Claudia Jones and the Price of Anticommunism
Between 1949 to 1958 dozens of Communist Party (CPUSA) leaders were tried, some were convicted, and several served prison terms. The cost of anticommunism went beyond the people who were put on trial, their families faced harassment, surveillance, job loss, and illness all while witnessing the constant harassment of their loved ones. As a number of Red Diaper babies (children of communists) have attested, the harassment took a heavy toll on their families. In the case of Claudia Jones, the Trinidad born CPUSA leader, theoretician and activist, after serving time in prison she was then deported to England, a country she had never lived in, away from her only living family members. Behind Jones was her loving father Charles Cumberbatch, a political activist himself who lobbied politicians, parole boards, and judges to seek relief only to lose and face the loss of his daughter and poor health.
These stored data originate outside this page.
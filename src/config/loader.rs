// src/config/loader.rs

use std::path::{Path, PathBuf};

use anyhow::Context;

use crate::config::model::{Config, RawConfig};
use crate::errors::{GrapeError, Result};
use crate::fs::{FileSystem, RealFileSystem};

/// Default path to the config file.
pub const DEFAULT_CONFIG_PATH: &str = "grape.json";

/// On-disk format of a config file, chosen from its extension.
#[derive(Debug, Clone, Copy, PartialEq, Eq)]
pub enum ConfigFormat {
    Json,
    Toml,
}

impl ConfigFormat {
    /// `.toml` selects TOML; anything else is read as JSON.
    pub fn from_path(path: &Path) -> Self {
        match path.extension().and_then(|e| e.to_str()) {
            Some(ext) if ext.eq_ignore_ascii_case("toml") => ConfigFormat::Toml,
            _ => ConfigFormat::Json,
        }
    }
}

/// Load a configuration file from a given path and return the raw `RawConfig`.
///
/// This only performs deserialization; it does **not** perform semantic
/// validation. Use [`load_and_validate`] for that.
pub fn load_from_path(path: impl AsRef<Path>) -> Result<RawConfig> {
    load_with_fs(&RealFileSystem, path.as_ref())
}

/// Same as [`load_from_path`] but reading through the given filesystem.
pub fn load_with_fs(fs: &dyn FileSystem, path: &Path) -> Result<RawConfig> {
    let contents = fs
        .read_to_string(path)
        .with_context(|| format!("reading config file at {:?}", path))?;

    let config = match ConfigFormat::from_path(path) {
        ConfigFormat::Json => serde_json::from_str(&contents)?,
        ConfigFormat::Toml => toml::from_str(&contents)?,
    };

    Ok(config)
}

/// Load a configuration file from path and validate it.
pub fn load_and_validate(path: impl AsRef<Path>) -> Result<Config> {
    let raw_config = load_from_path(&path)?;
    Config::try_from(raw_config)
}

/// Write the starter config (`grape init`).
///
/// Refuses to overwrite an existing file.
pub fn write_default(path: impl AsRef<Path>) -> Result<PathBuf> {
    write_default_with_fs(&RealFileSystem, path.as_ref())
}

pub fn write_default_with_fs(fs: &dyn FileSystem, path: &Path) -> Result<PathBuf> {
    if fs.exists(path) {
        return Err(GrapeError::ConfigExists(path.to_path_buf()));
    }

    let mut contents = serde_json::to_string_pretty(&Config::starter())?;
    contents.push('\n');
    fs.write(path, contents.as_bytes())?;

    Ok(path.to_path_buf())
}
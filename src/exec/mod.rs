// src/exec/mod.rs

//! Process execution layer.
//!
//! - [`command`] splits a run string into program + arguments.
//! - [`backend`] provides the `ProcessBackend` trait and the production
//!   `SystemProcessBackend`; tests replace it with a fake.
//! - [`platform`] holds the unix process-group / windows job-object code.
//! - [`controller`] owns the single managed process.

pub mod backend;
pub mod command;
pub mod controller;
pub mod platform;

pub use backend::{ManagedHandle, ManagedProcess, ProcessBackend, SystemProcessBackend};
pub use command::CommandLine;
pub use controller::ProcessController;
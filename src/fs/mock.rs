// src/fs/mock.rs

use super::FileSystem;
use anyhow::{anyhow, Result};
use std::collections::HashMap;
use std::path::{Path, PathBuf};
use std::sync::{Arc, Mutex};

#[derive(Debug, Clone)]
pub enum MockEntry {
    File(Vec<u8>),
    Dir(Vec<String>), // List of child names
}

/// In-memory filesystem for tests.
///
/// Paths are stored verbatim, so tests should spell them the way the
/// resolver builds them: rooted at `.` (e.g. `./src/main.rs`).
#[derive(Debug, Clone, Default)]
pub struct MockFileSystem {
    files: Arc<Mutex<HashMap<PathBuf, MockEntry>>>,
}

impl MockFileSystem {
    pub fn new() -> Self {
        let mut files = HashMap::new();
        // Ensure root exists
        files.insert(PathBuf::from("."), MockEntry::Dir(Vec::new()));

        Self {
            files: Arc::new(Mutex::new(files)),
        }
    }

    pub fn add_file(&self, path: impl AsRef<Path>, content: impl Into<Vec<u8>>) {
        let path = path.as_ref().to_path_buf();
        let mut files = self.files.lock().unwrap();
        files.insert(path.clone(), MockEntry::File(content.into()));
        Self::link_into_parent(&mut files, &path);
    }

    /// Add an (empty) directory, creating parents as needed.
    pub fn add_dir(&self, path: impl AsRef<Path>) {
        let mut files = self.files.lock().unwrap();
        Self::ensure_dir_entry(&mut files, path.as_ref());
    }

    fn link_into_parent(files: &mut HashMap<PathBuf, MockEntry>, path: &Path) {
        let Some(parent) = path.parent() else {
            return;
        };
        let parent = if parent.as_os_str().is_empty() {
            Path::new(".")
        } else {
            parent
        };
        if parent == path {
            return;
        }

        Self::ensure_dir_entry(files, parent);
        if let Some(MockEntry::Dir(children)) = files.get_mut(parent) {
            if let Some(name) = path.file_name().and_then(|n| n.to_str()) {
                if !children.iter().any(|c| c == name) {
                    children.push(name.to_string());
                }
            }
        }
    }

    fn ensure_dir_entry(files: &mut HashMap<PathBuf, MockEntry>, path: &Path) {
        if !files.contains_key(path) {
            files.insert(path.to_path_buf(), MockEntry::Dir(Vec::new()));
            Self::link_into_parent(files, path);
        }
    }
}

impl FileSystem for MockFileSystem {
    fn read_to_string(&self, path: &Path) -> Result<String> {
        let files = self.files.lock().unwrap();
        match files.get(path) {
            Some(MockEntry::File(content)) => {
                String::from_utf8(content.clone()).map_err(|e| anyhow!("Invalid UTF-8: {}", e))
            }
            Some(MockEntry::Dir(_)) => Err(anyhow!("Is a directory: {:?}", path)),
            None => Err(anyhow!("File not found: {:?}", path)),
        }
    }

    fn write(&self, path: &Path, contents: &[u8]) -> Result<()> {
        self.add_file(path, contents);
        Ok(())
    }

    fn exists(&self, path: &Path) -> bool {
        let files = self.files.lock().unwrap();
        files.contains_key(path)
    }

    fn is_file(&self, path: &Path) -> bool {
        let files = self.files.lock().unwrap();
        matches!(files.get(path), Some(MockEntry::File(_)))
    }

    fn is_dir(&self, path: &Path) -> bool {
        let files = self.files.lock().unwrap();
        matches!(files.get(path), Some(MockEntry::Dir(_)))
    }

    fn read_dir(&self, path: &Path) -> Result<Vec<PathBuf>> {
        let files = self.files.lock().unwrap();
        match files.get(path) {
            Some(MockEntry::Dir(children)) => {
                let mut entries: Vec<PathBuf> =
                    children.iter().map(|name| path.join(name)).collect();
                entries.sort();
                Ok(entries)
            }
            _ => Err(anyhow!("Not a directory or not found: {:?}", path)),
        }
    }
}
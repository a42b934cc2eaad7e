// src/main.rs

use grape::{cli, logging, run};

#[tokio::main]
async fn main() {
    if let Err(err) = run_main().await {
        eprintln!("grape error: {err:#}");
        std::process::exit(1);
    }
}

async fn run_main() -> anyhow::Result<()> {
    let args = cli::parse();
    logging::init_logging(args.log_level)?;
    run(args).await?;
    Ok(())
}
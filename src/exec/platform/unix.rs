// src/exec/platform/unix.rs

use std::io;

use tokio::process::{Child, Command};

/// Put the child in a new process group whose id equals its pid.
pub fn configure(cmd: &mut Command) {
    cmd.process_group(0);
}

/// The child's process group.
#[derive(Debug)]
pub struct ProcessGroup {
    pgid: libc::pid_t,
}

impl ProcessGroup {
    pub fn attach(child: &Child) -> io::Result<Self> {
        let pid = child
            .id()
            .ok_or_else(|| io::Error::other("child exited before its process group was read"))?;

        // SAFETY: getpgid has no memory-safety preconditions.
        let pgid = unsafe { libc::getpgid(pid as libc::pid_t) };
        if pgid < 0 {
            return Err(io::Error::last_os_error());
        }

        // Signalling our own group would take the supervisor down with it.
        // SAFETY: getpgrp cannot fail.
        if pgid == unsafe { libc::getpgrp() } {
            return Err(io::Error::other("child shares the supervisor's process group"));
        }

        Ok(Self { pgid })
    }

    /// Send SIGTERM to every process in the group.
    ///
    /// A group that is already gone counts as terminated.
    pub fn terminate(&self) -> io::Result<()> {
        // SAFETY: killpg has no memory-safety preconditions.
        if unsafe { libc::killpg(self.pgid, libc::SIGTERM) } == 0 {
            return Ok(());
        }
        let err = io::Error::last_os_error();
        if err.raw_os_error() == Some(libc::ESRCH) {
            Ok(())
        } else {
            Err(err)
        }
    }
}
// src/engine/event_handlers.rs

//! Event handling logic for the core supervisor.

use tracing::{debug, warn};

use crate::engine::SupervisorState;
use crate::notice::Notice;
use crate::watch::{ChangeEvent, WatchProfile};

/// Command produced by the pure core, to be executed by the outer IO shell
/// in order.
#[derive(Debug, Clone, PartialEq, Eq)]
pub enum CoreCommand {
    /// Start the namespace's run command.
    StartProcess,
    /// Terminate the current process tree and wait for it.
    TerminateProcess,
    /// Emit a lifecycle notice.
    Notify(Notice),
}

/// Decision returned by the core after handling a single event.
#[derive(Debug, Clone, PartialEq, Eq)]
pub struct CoreStep {
    /// Commands the IO shell should execute.
    pub commands: Vec<CoreCommand>,
    /// Whether the outer loop should keep running.
    pub keep_running: bool,
}

impl CoreStep {
    pub fn nothing() -> Self {
        Self {
            commands: Vec::new(),
            keep_running: true,
        }
    }

    fn run(commands: Vec<CoreCommand>) -> Self {
        Self {
            commands,
            keep_running: true,
        }
    }
}

pub fn handle_boot(state: &mut SupervisorState) -> CoreStep {
    if *state != SupervisorState::Idle {
        return CoreStep::nothing();
    }
    *state = SupervisorState::Starting;
    CoreStep::run(vec![CoreCommand::StartProcess])
}

/// Handle a change notification.
///
/// Irrelevant paths are dropped. A relevant one restarts the process:
/// terminate first, then start, never the other way round.
pub fn handle_file_change(
    state: &mut SupervisorState,
    profile: &WatchProfile,
    event: ChangeEvent,
) -> CoreStep {
    match *state {
        SupervisorState::Starting | SupervisorState::Running | SupervisorState::Restarting => {}
        SupervisorState::Idle | SupervisorState::ShuttingDown | SupervisorState::Terminated => {
            debug!(path = %event.path, ?state, "ignoring change outside of running state");
            return CoreStep::nothing();
        }
    }

    if !profile.matches(&event.path) {
        debug!(path = %event.path, kind = %event.kind, "change not watched by namespace");
        return CoreStep::nothing();
    }

    *state = SupervisorState::Restarting;
    CoreStep::run(vec![
        CoreCommand::Notify(Notice::FileChanged(event.path)),
        CoreCommand::TerminateProcess,
        CoreCommand::StartProcess,
    ])
}

/// Watcher errors are informational; the loop keeps going.
pub fn handle_watch_error(message: &str) -> CoreStep {
    warn!(error = %message, "file watcher error");
    CoreStep::nothing()
}

/// Report the outcome of a `StartProcess` command.
pub fn handle_start_result(state: &mut SupervisorState, started: bool) -> CoreStep {
    match *state {
        SupervisorState::Starting | SupervisorState::Restarting => {
            // A failed start still counts as running: we keep watching and
            // the next change retries.
            *state = SupervisorState::Running;
            if started {
                CoreStep::run(vec![CoreCommand::Notify(Notice::Started)])
            } else {
                CoreStep::nothing()
            }
        }
        _ => CoreStep::nothing(),
    }
}

pub fn handle_shutdown(state: &mut SupervisorState) -> CoreStep {
    match *state {
        SupervisorState::ShuttingDown | SupervisorState::Terminated => CoreStep {
            commands: Vec::new(),
            keep_running: false,
        },
        _ => {
            *state = SupervisorState::ShuttingDown;
            CoreStep {
                commands: vec![
                    CoreCommand::Notify(Notice::Stopped),
                    CoreCommand::TerminateProcess,
                ],
                keep_running: false,
            }
        }
    }
}
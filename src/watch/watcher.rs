// src/watch/watcher.rs

use std::collections::BTreeSet;
use std::path::{Path, PathBuf};
use std::sync::{Arc, Mutex, MutexGuard};

use anyhow::anyhow;
use notify::{Config, Event, RecommendedWatcher, RecursiveMode, Watcher};
use tokio::sync::mpsc;
use tokio::task::JoinSet;
use tracing::{debug, info, trace, warn};

use crate::errors::{GrapeError, Result};
use crate::watch::event::{changed_paths, ChangeEvent, ChangeKind};
use crate::watch::path_utils::{relative_str, slash_path};
use crate::watch::resolver::PathResolver;

/// Receiving half of the watcher: change notifications and watcher errors.
///
/// Both streams end only when every clone of the [`ChangeWatcher`] has been
/// dropped.
#[derive(Debug)]
pub struct ChangeStreams {
    pub events: mpsc::UnboundedReceiver<ChangeEvent>,
    pub errors: mpsc::UnboundedReceiver<notify::Error>,
}

/// Sending half matching [`ChangeStreams`]; lets tests feed the supervisor
/// without a real watcher.
#[derive(Debug, Clone)]
pub struct ChangeSenders {
    pub events: mpsc::UnboundedSender<ChangeEvent>,
    pub errors: mpsc::UnboundedSender<notify::Error>,
}

impl ChangeStreams {
    pub fn channel() -> (ChangeSenders, ChangeStreams) {
        let (event_tx, event_rx) = mpsc::unbounded_channel();
        let (error_tx, error_rx) = mpsc::unbounded_channel();
        (
            ChangeSenders {
                events: event_tx,
                errors: error_tx,
            },
            ChangeStreams {
                events: event_rx,
                errors: error_rx,
            },
        )
    }
}

/// OS file-change subscription.
///
/// Cloning is cheap and every clone registers into the same underlying
/// watcher, so registration tasks can call [`ChangeWatcher::add`] while the
/// supervisor is already consuming events. Dropping the last clone stops
/// watching.
#[derive(Clone)]
pub struct ChangeWatcher {
    root: PathBuf,
    inner: Arc<Mutex<RecommendedWatcher>>,
    registered: Arc<Mutex<BTreeSet<PathBuf>>>,
}

impl std::fmt::Debug for ChangeWatcher {
    fn fmt(&self, f: &mut std::fmt::Formatter<'_>) -> std::fmt::Result {
        f.debug_struct("ChangeWatcher")
            .field("root", &self.root)
            .finish_non_exhaustive()
    }
}

impl ChangeWatcher {
    /// Create the notification subscription. Nothing is watched until
    /// [`add`](Self::add) is called.
    ///
    /// Event paths are reported relative to `root`.
    pub fn new(root: impl Into<PathBuf>) -> Result<(Self, ChangeStreams)> {
        let root = root.into();
        let root = root.canonicalize().unwrap_or(root);

        let (senders, streams) = ChangeStreams::channel();

        // Called synchronously on notify's own thread.
        let handler_root = root.clone();
        let watcher = RecommendedWatcher::new(
            move |res: notify::Result<Event>| forward(&handler_root, &senders, res),
            Config::default(),
        )?;

        info!(root = ?root, "file watcher created");

        Ok((
            Self {
                root,
                inner: Arc::new(Mutex::new(watcher)),
                registered: Arc::new(Mutex::new(BTreeSet::new())),
            },
            streams,
        ))
    }

    /// Subscribe to changes of `path` (non-recursively for directories).
    ///
    /// Returns `false` if the path was already registered.
    pub fn add(&self, path: &Path) -> Result<bool> {
        let mut registered = lock(&self.registered, "registered paths")?;
        if registered.contains(path) {
            return Ok(false);
        }

        lock(&self.inner, "watcher")?.watch(path, RecursiveMode::NonRecursive)?;
        registered.insert(path.to_path_buf());

        debug!(path = ?path, "watching path");
        Ok(true)
    }

    /// Snapshot of every registered path.
    pub fn watched(&self) -> Vec<PathBuf> {
        self.registered
            .lock()
            .map(|set| set.iter().cloned().collect())
            .unwrap_or_default()
    }
}

fn lock<'a, T>(mutex: &'a Mutex<T>, what: &str) -> Result<MutexGuard<'a, T>> {
    mutex
        .lock()
        .map_err(|_| GrapeError::Other(anyhow!("{what} mutex poisoned")))
}

fn forward(root: &Path, senders: &ChangeSenders, res: notify::Result<Event>) {
    match res {
        Ok(event) => {
            let Some(kind) = ChangeKind::from_notify(&event.kind) else {
                trace!(?event, "ignoring notify event");
                return;
            };
            for path in changed_paths(&event) {
                let rel = relative_str(root, path).unwrap_or_else(|| slash_path(path));
                if senders.events.send(ChangeEvent::new(rel, kind)).is_err() {
                    trace!("change stream closed; dropping event");
                    return;
                }
            }
        }
        Err(err) => {
            if senders.errors.send(err).is_err() {
                trace!("error stream closed; dropping watcher error");
            }
        }
    }
}

/// Resolve one include pattern and register its watch targets.
///
/// Returns how many new paths were registered.
pub fn register_pattern(
    watcher: &ChangeWatcher,
    resolver: &PathResolver,
    pattern: &str,
) -> Result<usize> {
    let matches = resolver.resolve(pattern)?;
    if matches.is_empty() {
        warn!(pattern, "watch pattern matches nothing yet");
    }

    let mut added = 0;
    for target in resolver.watch_targets(pattern)? {
        if watcher.add(&target)? {
            added += 1;
        }
    }

    info!(pattern, matches = matches.len(), registered = added, "watch pattern registered");
    Ok(added)
}

/// Register every include pattern concurrently, one blocking task per
/// pattern.
///
/// The first failure is returned; an unwatched required path would make
/// the tool silently useless.
pub async fn register_patterns(
    watcher: &ChangeWatcher,
    resolver: &PathResolver,
    patterns: &[String],
) -> Result<usize> {
    let mut tasks = JoinSet::new();
    for pattern in patterns.iter().cloned() {
        let watcher = watcher.clone();
        let resolver = resolver.clone();
        tasks.spawn_blocking(move || register_pattern(&watcher, &resolver, &pattern));
    }

    let mut total = 0;
    while let Some(joined) = tasks.join_next().await {
        total += joined
            .map_err(|e| GrapeError::Other(anyhow!("registration task failed: {e}")))??;
    }

    Ok(total)
}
The language of anticommunism celebrated family as a bulwark against communism, even while anticommunists targeted and legally harassed the families of those arrested. Sociologist Deborah Gerson has argued that the hypocrisy of anticommunists who argued that the white heterosexual American family was a bulwark was used by communist family members to expose the harassment and the targeting of their families. Even while anticommunists invoked family as a sacred institution, the children of communists were followed by FBI agents, excluded from nursery schools and summer camps, and even harassed by teachers who were informed by agents who their parents were. The spouses of those under indictment could not find work and were often ordered to stay away from other progressives, their own community of friends. The Families of the Smith Act Victims committee was founded in 1951 to help raise funds to support these families; after its founding, Attorney General Herbert Brownell claimed the organization was subversive. Family harassment became official public policy.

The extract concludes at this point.